File oprofile-fixes-for-skylake-event-lists.patch of Package oprofile
From: Andi Kleen <ak@linux.intel.com>
Date: Mon Jul 6 16:48:25 2015 -0700
Subject: Fixes for Skylake event lists
Git-commit: ccc38adf33e3ae845e0b7c4f8fe77beceaa7b930
References: FATE#318979
Signed-off-by: Tony Jones <tonyj@suse.de>
oprofile: Fixes for Skylake event lists
This fixes the review feedback for the Skylake event list.
- Fix event codes for INST_RETIRED, CPU_CLK_UNHALTED.
- Fix OFFCORE_REQUESTS_OUTSTANDING events
- Add br_inst_retired.all_branches_pebs
- Fill in correct default event
diff --git a/events/i386/skylake/events b/events/i386/skylake/events
index 28d6654..9a04a86 100644
--- a/events/i386/skylake/events
+++ b/events/i386/skylake/events
@@ -6,8 +6,6 @@
# Note the minimum counts are not discovered experimentally and could be likely
# lowered in many cases without ill effect.
#
-event:0x00 counters:1 um:inst_retired minimum:2000003 name:inst_retired :
-event:0x00 counters:cpuid um:cpu_clk_unhalted minimum:2000003 name:cpu_clk_unhalted :
event:0x03 counters:cpuid um:ld_blocks minimum:100003 name:ld_blocks :
event:0x07 counters:cpuid um:ld_blocks_partial minimum:100003 name:ld_blocks_partial_address_alias :
event:0x08 counters:cpuid um:dtlb_load_misses minimum:2000003 name:dtlb_load_misses :
@@ -16,6 +14,7 @@ event:0x0e counters:cpuid um:uops_issued minimum:2000003 name:uops_issued :
event:0x14 counters:cpuid um:arith minimum:2000003 name:arith_divider_active :
event:0x24 counters:cpuid um:l2_rqsts minimum:200003 name:l2_rqsts :
event:0x2e counters:cpuid um:longest_lat_cache minimum:100003 name:longest_lat_cache :
+event:0x3c counters:cpuid um:cpu_clk_unhalted minimum:2000003 name:cpu_clk_unhalted :
event:0x3c counters:cpuid um:cpu_clk_thread_unhalted minimum:2000003 name:cpu_clk_thread_unhalted :
event:0x48 counters:cpuid um:l1d_pend_miss minimum:2000003 name:l1d_pend_miss :
event:0x49 counters:cpuid um:dtlb_store_misses minimum:2000003 name:dtlb_store_misses :
@@ -44,6 +43,7 @@ event:0xb0 counters:cpuid um:offcore_requests minimum:100003 name:offcore_reques
event:0xb1 counters:cpuid um:uops_executed minimum:2000003 name:uops_executed :
event:0xb2 counters:cpuid um:offcore_requests_buffer minimum:2000003 name:offcore_requests_buffer_sq_full :
event:0xbd counters:cpuid um:tlb_flush minimum:100007 name:tlb_flush :
+event:0xc0 counters:1 um:inst_retired minimum:2000003 name:inst_retired :
event:0xc1 counters:cpuid um:other_assists minimum:100003 name:other_assists_any :
event:0xc2 counters:cpuid um:uops_retired minimum:2000003 name:uops_retired :
event:0xc3 counters:cpuid um:machine_clears minimum:100003 name:machine_clears :
diff --git a/events/i386/skylake/unit_masks b/events/i386/skylake/unit_masks
index 98ed65c..b505769 100644
--- a/events/i386/skylake/unit_masks
+++ b/events/i386/skylake/unit_masks
@@ -37,16 +37,6 @@ name:offcore_requests_buffer type:mandatory default:0x1
0x1 extra: sq_full Offcore requests buffer cannot take more entries for this thread core.
name:other_assists type:mandatory default:0x3f
0x3f extra: any Number of times a microcode assist is invoked by HW other than FP-assist.
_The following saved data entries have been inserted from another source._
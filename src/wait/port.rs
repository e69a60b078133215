use std::time::Duration;

use async_trait::async_trait;
use tokio::net::TcpStream;

use crate::engine::{ContainerPort, Protocol};
use crate::wait::{Poller, ProbeError, Strategy, Timing, WaitTarget, classify_engine_error, timing_builders};

/// Exit status of `/bin/sh` when the shell binary cannot be executed.
const SHELL_NOT_EXECUTABLE: i64 = 126;

const DEFAULT_DIAL_TIMEOUT: Duration = Duration::from_secs(1);

/// Ready once a TCP dial to the host binding of a port succeeds.
///
/// With [`with_internal_check`](Self::with_internal_check) it additionally
/// verifies, via exec, that something inside the container is listening.
/// Some engines accept host connections on a published port before the
/// process behind it is up.
#[derive(Clone)]
pub struct PortStrategy {
    /// `None` targets the lowest exposed TCP port.
    port: Option<ContainerPort>,
    internal_check: bool,
    dial_timeout: Duration,
    timing: Timing,
}

impl PortStrategy {
    pub fn new(port: impl Into<ContainerPort>) -> Self {
        Self {
            port: Some(port.into()),
            internal_check: false,
            dial_timeout: DEFAULT_DIAL_TIMEOUT,
            timing: Timing::default(),
        }
    }

    /// Target whichever exposed TCP port has the lowest number.
    pub fn lowest_exposed() -> Self {
        Self {
            port: None,
            internal_check: false,
            dial_timeout: DEFAULT_DIAL_TIMEOUT,
            timing: Timing::default(),
        }
    }

    pub fn with_internal_check(mut self) -> Self {
        self.internal_check = true;
        self
    }

    pub fn with_dial_timeout(mut self, timeout: Duration) -> Self {
        self.dial_timeout = timeout;
        self
    }
}

timing_builders!(PortStrategy);

impl Strategy for PortStrategy {
    fn name(&self) -> String {
        match self.port {
            Some(port) => format!("port({port})"),
            None => "port(lowest exposed)".to_string(),
        }
    }

    fn timeout(&self) -> Option<Duration> {
        self.timing.timeout
    }

    fn poll_interval(&self) -> Option<Duration> {
        self.timing.poll_interval
    }

    fn poller(&self) -> Result<Box<dyn Poller + '_>, ProbeError> {
        if let Some(port) = self.port
            && port.protocol != Protocol::Tcp
        {
            return Err(ProbeError::fatal(format!(
                "cannot probe {port}: only tcp ports can be dialled"
            )));
        }
        Ok(Box::new(PortPoller { strategy: self }))
    }
}

struct PortPoller<'a> {
    strategy: &'a PortStrategy,
}

/// Shell snippet that succeeds when something listens on `port` inside the
/// container. Tries `/proc/net/tcp*`, then `nc`, then bash's `/dev/tcp`.
fn internal_check_command(port: u16) -> Vec<String> {
    let script = format!(
        "true && (\
         cat /proc/net/tcp* | awk '{{print $2}}' | grep -i ':{port:04x}' || \
         nc -vz -w 1 localhost {port} || \
         /bin/sh -c '</dev/tcp/localhost/{port}'\
         )"
    );
    vec!["/bin/sh".to_string(), "-c".to_string(), script]
}

#[async_trait]
impl Poller for PortPoller<'_> {
    async fn poll(&mut self, target: &dyn WaitTarget) -> Result<bool, ProbeError> {
        let inspect = target.inspect().await.map_err(classify_engine_error)?;
        let port = match self.strategy.port {
            Some(port) => port,
            None => inspect
                .lowest_bound_port(Some(Protocol::Tcp))
                .ok_or_else(|| ProbeError::transient("no exposed tcp port is mapped yet"))?,
        };

        // Host-network containers have no bindings; the port is the port.
        let host_port = if inspect.host_network {
            port.port
        } else {
            inspect
                .binding(port)
                .map(|b| b.host_port)
                .ok_or_else(|| ProbeError::transient(format!("port {port} not mapped yet")))?
        };
        let host = target.host().await.map_err(classify_engine_error)?;

        match tokio::time::timeout(
            self.strategy.dial_timeout,
            TcpStream::connect((host.as_str(), host_port)),
        )
        .await
        {
            Ok(Ok(_)) => {}
            Ok(Err(e)) => {
                return Err(ProbeError::transient(format!(
                    "dial {host}:{host_port}: {e}"
                )));
            }
            Err(_) => {
                return Err(ProbeError::transient(format!(
                    "dial {host}:{host_port}: timed out"
                )));
            }
        }

        if !self.strategy.internal_check {
            return Ok(true);
        }

        let output = target
            .engine()
            .exec(target.id(), &internal_check_command(port.port))
            .await
            .map_err(classify_engine_error)?;
        match output.exit_code {
            0 => Ok(true),
            SHELL_NOT_EXECUTABLE => {
                tracing::debug!(
                    container_id = %target.id(),
                    "No usable shell in container, trusting external port check"
                );
                Ok(true)
            }
            code => Err(ProbeError::transient(format!(
                "port {port} not listening inside container (check exited {code})"
            ))),
        }
    }
}

#[cfg(test)]
mod tests {
    use std::sync::Arc;

    use tokio::net::TcpListener;

    use super::*;
    use crate::testing::FakeEngine;
    use crate::wait::Target;

    #[test]
    fn test_internal_check_uses_hex_port() {
        let cmd = internal_check_command(5432);
        assert_eq!(cmd[0], "/bin/sh");
        assert!(cmd[2].contains(":1538"));
        assert!(cmd[2].contains("localhost 5432"));
    }

    #[test]
    fn test_udp_port_is_rejected() {
        assert!(PortStrategy::new(ContainerPort::udp(53)).poller().is_err());
    }

    #[tokio::test]
    async fn test_ready_when_listener_accepts() {
        let listener = TcpListener::bind("127.0.0.1:0").await.unwrap();
        let host_port = listener.local_addr().unwrap().port();

        let engine = Arc::new(FakeEngine::new());
        let id = engine.add_running("c1");
        engine.map_port(&id, ContainerPort::tcp(80), host_port);
        let target = Target::new(engine.clone(), id);

        let strategy = PortStrategy::new(80u16);
        let mut poller = strategy.poller().unwrap();
        assert_eq!(poller.poll(&target).await, Ok(true));
    }

    #[tokio::test]
    async fn test_unmapped_and_refused_are_transient() {
        let engine = Arc::new(FakeEngine::new());
        let id = engine.add_running("c1");
        let target = Target::new(engine.clone(), id.clone());

        let strategy = PortStrategy::new(80u16);
        let mut poller = strategy.poller().unwrap();
        assert!(matches!(poller.poll(&target).await, Err(ProbeError::Transient(_))));

        // Bind then drop to get a port nobody listens on.
        let port = {
            let listener = TcpListener::bind("127.0.0.1:0").await.unwrap();
            listener.local_addr().unwrap().port()
        };
        engine.map_port(&id, ContainerPort::tcp(80), port);
        assert!(matches!(poller.poll(&target).await, Err(ProbeError::Transient(_))));
    }

    #[tokio::test]
    async fn test_internal_check_shell_missing_trusts_dial() {
        let listener = TcpListener::bind("127.0.0.1:0").await.unwrap();
        let host_port = listener.local_addr().unwrap().port();

        let engine = Arc::new(FakeEngine::new());
        let id = engine.add_running("c1");
        engine.map_port(&id, ContainerPort::tcp(80), host_port);
        engine.set_default_exec_result(&id, SHELL_NOT_EXECUTABLE);
        let target = Target::new(engine.clone(), id);

        let strategy = PortStrategy::new(80u16).with_internal_check();
        let mut poller = strategy.poller().unwrap();
        assert_eq!(poller.poll(&target).await, Ok(true));
    }
}
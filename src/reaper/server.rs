//! The reaper sidecar.
//!
//! Accepts registration connections, collects one filter set per connection
//! and, once every client has been gone for the reconnection grace period,
//! removes everything matching any registered set. If nobody connects at all
//! within the connection timeout the sidecar exits without pruning.

use std::collections::{BTreeSet, HashMap, HashSet};
use std::net::SocketAddr;
use std::sync::{Arc, Mutex};
use std::time::Duration;

use tokio::io::{AsyncBufReadExt, AsyncReadExt, AsyncWriteExt, BufReader};
use tokio::net::tcp::OwnedReadHalf;
use tokio::net::{TcpListener, TcpStream};
use tokio::sync::mpsc;
use tokio::task::JoinSet;
use tokio::time::Instant;
use tokio_util::sync::CancellationToken;

use crate::config::ReaperConfig;
use crate::engine::Engine;
use crate::error::EngineError;
use crate::reaper::error::Result;
use crate::reaper::protocol::{ACK, ERR_PREFIX, Filter, FilterSet, MAX_LINE_LEN, parse_line};

/// Attempts to remove a network that still has endpoints attached.
const NETWORK_REMOVE_ATTEMPTS: u32 = 10;
const NETWORK_RETRY_DELAY: Duration = Duration::from_secs(1);

/// Filter sets received so far, one per connection. Sets survive the
/// connection that registered them.
#[derive(Debug, Clone, Default)]
pub struct Registry {
    sets: Arc<Mutex<HashMap<u64, FilterSet>>>,
}

impl Registry {
    fn extend(&self, connection: u64, filters: Vec<Filter>) {
        let mut sets = self.sets.lock().unwrap_or_else(|e| e.into_inner());
        sets.entry(connection).or_default().extend(filters);
    }

    /// Distinct non-empty sets. Identical registrations from different
    /// connections collapse into one.
    pub fn sets(&self) -> HashSet<FilterSet> {
        self.sets
            .lock()
            .unwrap_or_else(|e| e.into_inner())
            .values()
            .filter(|s| !s.is_empty())
            .cloned()
            .collect()
    }
}

/// What a prune removed.
#[derive(Debug, Clone, Default, PartialEq, Eq)]
pub struct PruneReport {
    pub containers: Vec<String>,
    pub networks: Vec<String>,
    /// `id: reason` for everything that could not be removed.
    pub failures: Vec<String>,
}

enum Event {
    Disconnected,
}

/// The sidecar server.
pub struct ReaperServer {
    engine: Arc<dyn Engine>,
    listener: TcpListener,
    registry: Registry,
    connection_timeout: Duration,
    reconnection_timeout: Duration,
}

impl ReaperServer {
    pub async fn bind(
        engine: Arc<dyn Engine>,
        config: &ReaperConfig,
        addr: SocketAddr,
    ) -> Result<Self> {
        let listener = TcpListener::bind(addr).await?;
        Ok(Self {
            engine,
            listener,
            registry: Registry::default(),
            connection_timeout: config.connection_timeout,
            reconnection_timeout: config.reconnection_timeout,
        })
    }

    pub fn local_addr(&self) -> Result<SocketAddr> {
        Ok(self.listener.local_addr()?)
    }

    pub fn registry(&self) -> Registry {
        self.registry.clone()
    }

    /// Serve until the owners are gone, then prune. Returns `None` when the
    /// sidecar exits without pruning: nobody connected in time, or `shutdown`
    /// was cancelled.
    pub async fn run(self, shutdown: CancellationToken) -> Result<Option<PruneReport>> {
        let addr = self.local_addr()?;
        tracing::info!(addr = %addr, "Reaper listening");

        let (events_tx, mut events) = mpsc::unbounded_channel();
        let mut connections = JoinSet::new();
        let mut next_id = 0u64;
        let mut active = 0usize;
        let mut idle_deadline = Instant::now() + self.connection_timeout;
        let mut ever_connected = false;

        loop {
            tokio::select! {
                _ = shutdown.cancelled() => {
                    tracing::info!("Reaper shutting down without pruning");
                    return Ok(None);
                }
                accepted = self.listener.accept() => {
                    let (stream, peer) = match accepted {
                        Ok(accepted) => accepted,
                        Err(e) => {
                            tracing::warn!(error = %e, "Accept failed");
                            continue;
                        }
                    };
                    next_id += 1;
                    let id = next_id;
                    active += 1;
                    ever_connected = true;
                    tracing::debug!(peer = %peer, connection = id, active, "Client connected");
                    let registry = self.registry.clone();
                    let events_tx = events_tx.clone();
                    connections.spawn(async move {
                        if let Err(e) = serve_connection(stream, id, &registry).await {
                            tracing::debug!(connection = id, error = %e, "Connection ended with error");
                        }
                        let _ = events_tx.send(Event::Disconnected);
                    });
                }
                Some(Event::Disconnected) = events.recv() => {
                    active = active.saturating_sub(1);
                    tracing::debug!(active, "Client disconnected");
                    if active == 0 {
                        idle_deadline = Instant::now() + self.reconnection_timeout;
                    }
                }
                _ = tokio::time::sleep_until(idle_deadline), if active == 0 => {
                    if !ever_connected {
                        tracing::info!(
                            timeout_secs = self.connection_timeout.as_secs(),
                            "No client connected; exiting without pruning"
                        );
                        return Ok(None);
                    }
                    break;
                }
            }
        }

        drop(connections);
        let sets = self.registry.sets();
        tracing::info!(filter_sets = sets.len(), "All clients gone; pruning");
        Ok(Some(prune(self.engine.as_ref(), &sets).await))
    }
}

/// Read registration lines until EOF, answering each.
async fn serve_connection(stream: TcpStream, id: u64, registry: &Registry) -> std::io::Result<()> {
    let (read, mut write) = stream.into_split();
    let mut reader = BufReader::new(read);
    let mut buf = Vec::new();

    let limit = MAX_LINE_LEN as u64 + 2;
    loop {
        buf.clear();
        let n = (&mut reader).take(limit).read_until(b'\n', &mut buf).await?;
        if n == 0 {
            return Ok(());
        }
        // An overlong line is rejected whole; its tail must not be read as
        // a line of its own.
        if n as u64 == limit && !buf.ends_with(b"\n") {
            skip_line(&mut reader).await?;
        }
        let line = String::from_utf8_lossy(&buf);
        let reply = match parse_line(&line) {
            Ok(filters) => {
                tracing::debug!(connection = id, line = %line.trim_end(), "Registered filters");
                registry.extend(id, filters);
                format!("{ACK}\n")
            }
            Err(e) => {
                tracing::debug!(connection = id, error = %e, "Rejected line");
                format!("{ERR_PREFIX} {e}\n")
            }
        };
        write.write_all(reply.as_bytes()).await?;
    }
}

/// Discard input up to and including the next newline (or EOF).
async fn skip_line(reader: &mut BufReader<OwnedReadHalf>) -> std::io::Result<()> {
    loop {
        let available = reader.fill_buf().await?;
        if available.is_empty() {
            return Ok(());
        }
        match available.iter().position(|b| *b == b'\n') {
            Some(pos) => {
                reader.consume(pos + 1);
                return Ok(());
            }
            None => {
                let len = available.len();
                reader.consume(len);
            }
        }
    }
}

/// Remove every container, then every network, matching any of `sets`.
pub async fn prune(engine: &dyn Engine, sets: &HashSet<FilterSet>) -> PruneReport {
    let mut report = PruneReport::default();

    let mut containers = BTreeSet::new();
    let mut networks = BTreeSet::new();
    for set in sets.iter().filter(|s| !s.is_empty()) {
        match engine.list_containers(set).await {
            Ok(ids) => containers.extend(ids),
            Err(e) => report.failures.push(format!("{set}: {e}")),
        }
        match engine.list_networks(set).await {
            Ok(ids) => networks.extend(ids),
            Err(e) => report.failures.push(format!("{set}: {e}")),
        }
    }

    for id in containers {
        match engine.remove_container(&id).await {
            Ok(()) => report.containers.push(id),
            Err(e) if e.is_not_found() => {}
            Err(e) => report.failures.push(format!("{id}: {e}")),
        }
    }

    for id in networks {
        match remove_network_with_retry(engine, &id).await {
            Ok(()) => report.networks.push(id),
            Err(e) if e.is_not_found() => {}
            Err(e) => report.failures.push(format!("{id}: {e}")),
        }
    }

    tracing::info!(
        containers = report.containers.len(),
        networks = report.networks.len(),
        failures = report.failures.len(),
        "Prune finished"
    );
    for failure in &report.failures {
        tracing::warn!("Prune failure: {}", failure);
    }
    report
}

/// A network can stay busy for a moment after its containers are removed.
async fn remove_network_with_retry(
    engine: &dyn Engine,
    id: &str,
) -> std::result::Result<(), EngineError> {
    let mut attempt = 1;
    loop {
        match engine.remove_network(id).await {
            Err(EngineError::Conflict { .. }) if attempt < NETWORK_REMOVE_ATTEMPTS => {
                tracing::debug!(network_id = %id, attempt, "Network still in use; retrying");
                attempt += 1;
                tokio::time::sleep(NETWORK_RETRY_DELAY).await;
            }
            other => return other,
        }
    }
}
Examples include AD (page Access Dirty) and AVX* related assists.
-name:inst_retired type:exclusive default:any
- 0x1 extra: any Instructions retired from execution.mem
- 0x0 extra: any_p Number of instructions retired. General Counter - architectural event
- 0x1 extra:pebs prec_dist Precise instruction retired event with HW to reduce effect of PEBS shadow in IP distribution
-name:cpu_clk_unhalted type:exclusive default:thread
- 0x2 extra: thread Core cycles when the thread is not in halt state
- 0x3 extra: ref_tsc Reference cycles when the core is not in halt state.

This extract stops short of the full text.